Stored data
++++++
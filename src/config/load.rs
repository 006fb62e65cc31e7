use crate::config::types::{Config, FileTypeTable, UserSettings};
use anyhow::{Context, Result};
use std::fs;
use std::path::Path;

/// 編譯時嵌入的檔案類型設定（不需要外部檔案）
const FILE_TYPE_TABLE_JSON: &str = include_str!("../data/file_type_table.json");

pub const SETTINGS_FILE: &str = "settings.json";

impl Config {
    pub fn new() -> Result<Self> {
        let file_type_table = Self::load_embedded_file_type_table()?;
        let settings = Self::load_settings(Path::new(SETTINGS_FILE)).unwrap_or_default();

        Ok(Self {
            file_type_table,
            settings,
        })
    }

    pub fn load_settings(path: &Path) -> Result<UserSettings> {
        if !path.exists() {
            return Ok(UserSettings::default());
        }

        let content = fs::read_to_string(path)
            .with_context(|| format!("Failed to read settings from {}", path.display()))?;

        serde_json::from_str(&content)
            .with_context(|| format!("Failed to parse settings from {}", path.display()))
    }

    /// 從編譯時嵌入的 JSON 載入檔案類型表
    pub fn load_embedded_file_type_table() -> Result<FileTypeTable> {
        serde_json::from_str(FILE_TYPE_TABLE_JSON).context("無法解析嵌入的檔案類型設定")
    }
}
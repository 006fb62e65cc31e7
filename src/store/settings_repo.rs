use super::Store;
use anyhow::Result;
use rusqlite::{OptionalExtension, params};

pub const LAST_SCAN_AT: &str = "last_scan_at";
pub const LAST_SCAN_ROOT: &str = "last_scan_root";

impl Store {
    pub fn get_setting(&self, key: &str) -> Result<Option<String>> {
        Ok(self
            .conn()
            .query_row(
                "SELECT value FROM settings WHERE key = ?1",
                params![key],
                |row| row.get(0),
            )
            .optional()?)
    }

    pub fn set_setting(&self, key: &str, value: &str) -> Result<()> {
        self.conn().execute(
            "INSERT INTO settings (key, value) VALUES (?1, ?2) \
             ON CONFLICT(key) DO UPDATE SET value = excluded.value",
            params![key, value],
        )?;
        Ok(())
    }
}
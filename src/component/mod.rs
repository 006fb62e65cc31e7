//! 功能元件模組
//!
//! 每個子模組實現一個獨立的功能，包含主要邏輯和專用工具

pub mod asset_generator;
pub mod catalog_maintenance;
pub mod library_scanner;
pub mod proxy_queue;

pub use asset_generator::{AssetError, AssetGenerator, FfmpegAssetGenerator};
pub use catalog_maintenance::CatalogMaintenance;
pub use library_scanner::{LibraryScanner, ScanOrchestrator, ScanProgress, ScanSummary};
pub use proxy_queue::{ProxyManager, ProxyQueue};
++++++
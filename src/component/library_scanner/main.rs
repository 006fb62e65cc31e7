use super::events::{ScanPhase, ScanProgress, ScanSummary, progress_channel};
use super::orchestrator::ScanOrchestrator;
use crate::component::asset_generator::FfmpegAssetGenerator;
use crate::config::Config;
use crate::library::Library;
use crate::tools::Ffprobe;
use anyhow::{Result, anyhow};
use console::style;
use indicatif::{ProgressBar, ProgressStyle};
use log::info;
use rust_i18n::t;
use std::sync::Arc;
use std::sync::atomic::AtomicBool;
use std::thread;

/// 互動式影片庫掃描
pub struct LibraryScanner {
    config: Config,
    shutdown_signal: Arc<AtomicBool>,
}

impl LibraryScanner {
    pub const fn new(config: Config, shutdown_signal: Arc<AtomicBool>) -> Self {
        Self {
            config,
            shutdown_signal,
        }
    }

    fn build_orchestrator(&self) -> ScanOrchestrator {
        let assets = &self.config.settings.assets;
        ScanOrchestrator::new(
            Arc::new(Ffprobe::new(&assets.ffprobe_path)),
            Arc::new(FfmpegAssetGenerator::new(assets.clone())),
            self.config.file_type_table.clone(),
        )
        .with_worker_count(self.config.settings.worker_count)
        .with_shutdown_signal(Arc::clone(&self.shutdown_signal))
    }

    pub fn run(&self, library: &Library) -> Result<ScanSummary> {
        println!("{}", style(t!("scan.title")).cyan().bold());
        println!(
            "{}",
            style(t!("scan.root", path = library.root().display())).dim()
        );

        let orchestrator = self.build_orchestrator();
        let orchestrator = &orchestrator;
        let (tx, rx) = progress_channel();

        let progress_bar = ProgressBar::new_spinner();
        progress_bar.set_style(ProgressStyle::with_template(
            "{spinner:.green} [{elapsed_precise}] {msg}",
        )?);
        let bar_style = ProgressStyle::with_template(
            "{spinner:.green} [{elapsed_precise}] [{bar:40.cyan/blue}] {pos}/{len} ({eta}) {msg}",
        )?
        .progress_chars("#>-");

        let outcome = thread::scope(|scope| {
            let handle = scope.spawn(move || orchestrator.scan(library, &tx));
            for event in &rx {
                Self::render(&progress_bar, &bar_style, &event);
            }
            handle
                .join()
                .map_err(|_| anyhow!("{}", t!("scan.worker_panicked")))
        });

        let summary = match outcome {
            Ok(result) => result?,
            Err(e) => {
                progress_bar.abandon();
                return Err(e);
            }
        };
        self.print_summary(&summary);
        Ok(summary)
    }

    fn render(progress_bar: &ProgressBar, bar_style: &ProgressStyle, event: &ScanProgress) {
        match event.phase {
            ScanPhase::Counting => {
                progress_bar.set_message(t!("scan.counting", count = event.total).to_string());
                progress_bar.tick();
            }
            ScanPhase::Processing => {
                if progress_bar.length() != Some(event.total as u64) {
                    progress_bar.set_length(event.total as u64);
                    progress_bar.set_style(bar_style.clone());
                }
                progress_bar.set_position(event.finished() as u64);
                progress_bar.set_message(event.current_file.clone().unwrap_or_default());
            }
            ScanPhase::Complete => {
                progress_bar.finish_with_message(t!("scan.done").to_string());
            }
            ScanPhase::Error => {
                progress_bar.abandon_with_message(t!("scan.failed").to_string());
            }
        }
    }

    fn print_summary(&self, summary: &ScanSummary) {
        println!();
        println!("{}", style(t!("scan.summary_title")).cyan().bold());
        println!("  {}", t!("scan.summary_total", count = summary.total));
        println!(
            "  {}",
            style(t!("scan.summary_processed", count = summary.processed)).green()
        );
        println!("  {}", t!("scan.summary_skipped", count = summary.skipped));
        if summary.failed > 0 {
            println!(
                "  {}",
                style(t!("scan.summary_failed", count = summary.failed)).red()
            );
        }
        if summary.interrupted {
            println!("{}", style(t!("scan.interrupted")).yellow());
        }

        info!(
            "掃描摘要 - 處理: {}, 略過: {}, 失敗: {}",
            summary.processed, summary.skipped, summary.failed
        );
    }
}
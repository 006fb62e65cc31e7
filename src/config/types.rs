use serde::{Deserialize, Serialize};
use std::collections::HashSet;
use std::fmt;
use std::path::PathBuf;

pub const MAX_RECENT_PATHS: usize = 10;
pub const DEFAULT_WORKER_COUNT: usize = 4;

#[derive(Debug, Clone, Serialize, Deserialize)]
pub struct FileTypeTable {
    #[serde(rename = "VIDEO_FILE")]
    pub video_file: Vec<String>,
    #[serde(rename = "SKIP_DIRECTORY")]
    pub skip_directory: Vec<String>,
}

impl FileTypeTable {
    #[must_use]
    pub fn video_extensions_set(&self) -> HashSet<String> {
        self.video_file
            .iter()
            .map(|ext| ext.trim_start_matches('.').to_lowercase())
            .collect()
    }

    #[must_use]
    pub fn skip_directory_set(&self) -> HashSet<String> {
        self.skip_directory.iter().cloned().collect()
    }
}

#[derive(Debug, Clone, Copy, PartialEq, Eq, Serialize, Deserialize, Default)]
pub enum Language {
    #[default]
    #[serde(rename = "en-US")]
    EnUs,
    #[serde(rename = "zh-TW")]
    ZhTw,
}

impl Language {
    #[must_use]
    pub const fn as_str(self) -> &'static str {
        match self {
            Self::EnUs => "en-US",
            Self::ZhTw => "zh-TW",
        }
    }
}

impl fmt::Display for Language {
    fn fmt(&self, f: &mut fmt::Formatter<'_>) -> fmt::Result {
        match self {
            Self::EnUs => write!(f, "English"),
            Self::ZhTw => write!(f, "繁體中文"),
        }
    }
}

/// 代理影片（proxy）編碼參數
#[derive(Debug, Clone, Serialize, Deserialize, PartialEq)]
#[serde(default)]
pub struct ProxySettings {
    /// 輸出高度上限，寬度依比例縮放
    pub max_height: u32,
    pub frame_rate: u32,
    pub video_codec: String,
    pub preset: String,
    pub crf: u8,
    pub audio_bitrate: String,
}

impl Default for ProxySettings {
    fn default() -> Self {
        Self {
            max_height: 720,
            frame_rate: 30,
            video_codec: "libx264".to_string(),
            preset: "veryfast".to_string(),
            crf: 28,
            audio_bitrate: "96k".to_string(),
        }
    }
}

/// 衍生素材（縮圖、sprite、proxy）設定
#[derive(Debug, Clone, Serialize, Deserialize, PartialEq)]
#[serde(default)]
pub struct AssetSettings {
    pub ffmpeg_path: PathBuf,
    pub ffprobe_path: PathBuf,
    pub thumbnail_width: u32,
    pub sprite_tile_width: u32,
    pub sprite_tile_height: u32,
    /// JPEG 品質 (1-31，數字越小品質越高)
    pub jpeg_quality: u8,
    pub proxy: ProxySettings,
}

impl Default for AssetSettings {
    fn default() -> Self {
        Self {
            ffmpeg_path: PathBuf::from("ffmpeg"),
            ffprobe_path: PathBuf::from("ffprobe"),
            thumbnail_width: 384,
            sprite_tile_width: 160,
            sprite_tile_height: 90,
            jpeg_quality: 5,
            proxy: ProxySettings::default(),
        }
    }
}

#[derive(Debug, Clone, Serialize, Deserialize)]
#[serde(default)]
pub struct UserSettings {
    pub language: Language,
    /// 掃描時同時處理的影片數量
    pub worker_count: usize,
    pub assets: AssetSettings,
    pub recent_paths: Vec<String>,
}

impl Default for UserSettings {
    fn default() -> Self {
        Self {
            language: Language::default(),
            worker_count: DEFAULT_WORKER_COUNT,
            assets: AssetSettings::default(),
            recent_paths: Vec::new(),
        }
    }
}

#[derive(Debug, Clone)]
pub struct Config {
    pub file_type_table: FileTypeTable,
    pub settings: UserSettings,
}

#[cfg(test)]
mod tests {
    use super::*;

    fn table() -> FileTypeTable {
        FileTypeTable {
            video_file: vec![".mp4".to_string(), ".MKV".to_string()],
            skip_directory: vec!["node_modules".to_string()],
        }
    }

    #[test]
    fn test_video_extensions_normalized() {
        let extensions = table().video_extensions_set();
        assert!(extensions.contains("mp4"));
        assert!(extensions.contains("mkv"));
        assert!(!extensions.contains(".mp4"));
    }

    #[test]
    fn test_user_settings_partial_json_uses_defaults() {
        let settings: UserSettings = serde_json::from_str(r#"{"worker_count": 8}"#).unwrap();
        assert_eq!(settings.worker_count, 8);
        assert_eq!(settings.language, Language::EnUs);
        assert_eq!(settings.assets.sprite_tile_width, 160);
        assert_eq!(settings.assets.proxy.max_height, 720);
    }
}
++++++
Read the entries and select each line where the word "ProgressStyle" is found.

*Result of this task*:
use indicatif::{ProgressBar, ProgressStyle};
        progress_bar.set_style(ProgressStyle::with_template(
        let bar_style = ProgressStyle::with_template(
    fn render(progress_bar: &ProgressBar, bar_style: &ProgressStyle, event: &ScanProgress) {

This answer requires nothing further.